● **Data records**:
//! Redacting string type for credentials.
//!
//! Static tokens, client secrets and access tokens are held in [`SecretString`]
//! so they cannot leak through `Debug` output, log fields or serialized
//! configuration dumps.

use serde::{Deserialize, Deserializer, Serialize, Serializer};
use std::fmt;
use zeroize::{Zeroize, ZeroizeOnDrop};

/// A string wrapper that redacts its contents in Debug, Display, and serialization.
///
/// - Debug output is `SecretString([REDACTED])`
/// - Display output is `[REDACTED]`
/// - Serialization writes `"[REDACTED]"`; deserialization accepts the real value
/// - Memory is zeroed on drop
///
/// The raw value is only reachable through [`SecretString::expose_secret`].
#[derive(Clone, Zeroize, ZeroizeOnDrop)]
pub struct SecretString(String);

impl SecretString {
    /// Creates a new SecretString from a string value.
    pub fn new(secret: impl Into<String>) -> Self {
        Self(secret.into())
    }

    /// Exposes the underlying value. Never log the result.
    pub fn expose_secret(&self) -> &str {
        &self.0
    }

    /// Returns the length of the secret without exposing the value.
    pub fn len(&self) -> usize {
        self.0.len()
    }

    /// Returns true if the secret is empty or whitespace only.
    pub fn is_blank(&self) -> bool {
        self.0.trim().is_empty()
    }

    /// Returns true if the secret is empty.
    pub fn is_empty(&self) -> bool {
        self.0.is_empty()
    }
}

impl Serialize for SecretString {
    fn serialize<S>(&self, serializer: S) -> Result<S::Ok, S::Error>
    where
        S: Serializer,
    {
        serializer.serialize_str("[REDACTED]")
    }
}

impl<'de> Deserialize<'de> for SecretString {
    fn deserialize<D>(deserializer: D) -> Result<Self, D::Error>
    where
        D: Deserializer<'de>,
    {
        let value = String::deserialize(deserializer)?;
        Ok(SecretString(value))
    }
}

impl fmt::Debug for SecretString {
    fn fmt(&self, f: &mut fmt::Formatter<'_>) -> fmt::Result {
        write!(f, "SecretString([REDACTED])")
    }
}

impl fmt::Display for SecretString {
    fn fmt(&self, f: &mut fmt::Formatter<'_>) -> fmt::Result {
        write!(f, "[REDACTED]")
    }
}

impl PartialEq for SecretString {
    fn eq(&self, other: &Self) -> bool {
        self.0 == other.0
    }
}

impl Eq for SecretString {}

impl From<String> for SecretString {
    fn from(s: String) -> Self {
        Self::new(s)
    }
}

impl From<&str> for SecretString {
    fn from(s: &str) -> Self {
        Self::new(s)
    }
}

● **Instructions for the task**: Show every line from the entries that includes the word "Debug".

● **Result of this exercise**:
//! so they cannot leak through `Debug` output, log fields or serialized
/// A string wrapper that redacts its contents in Debug, Display, and serialization.
/// - Debug output is `SecretString([REDACTED])`
impl fmt::Debug for SecretString {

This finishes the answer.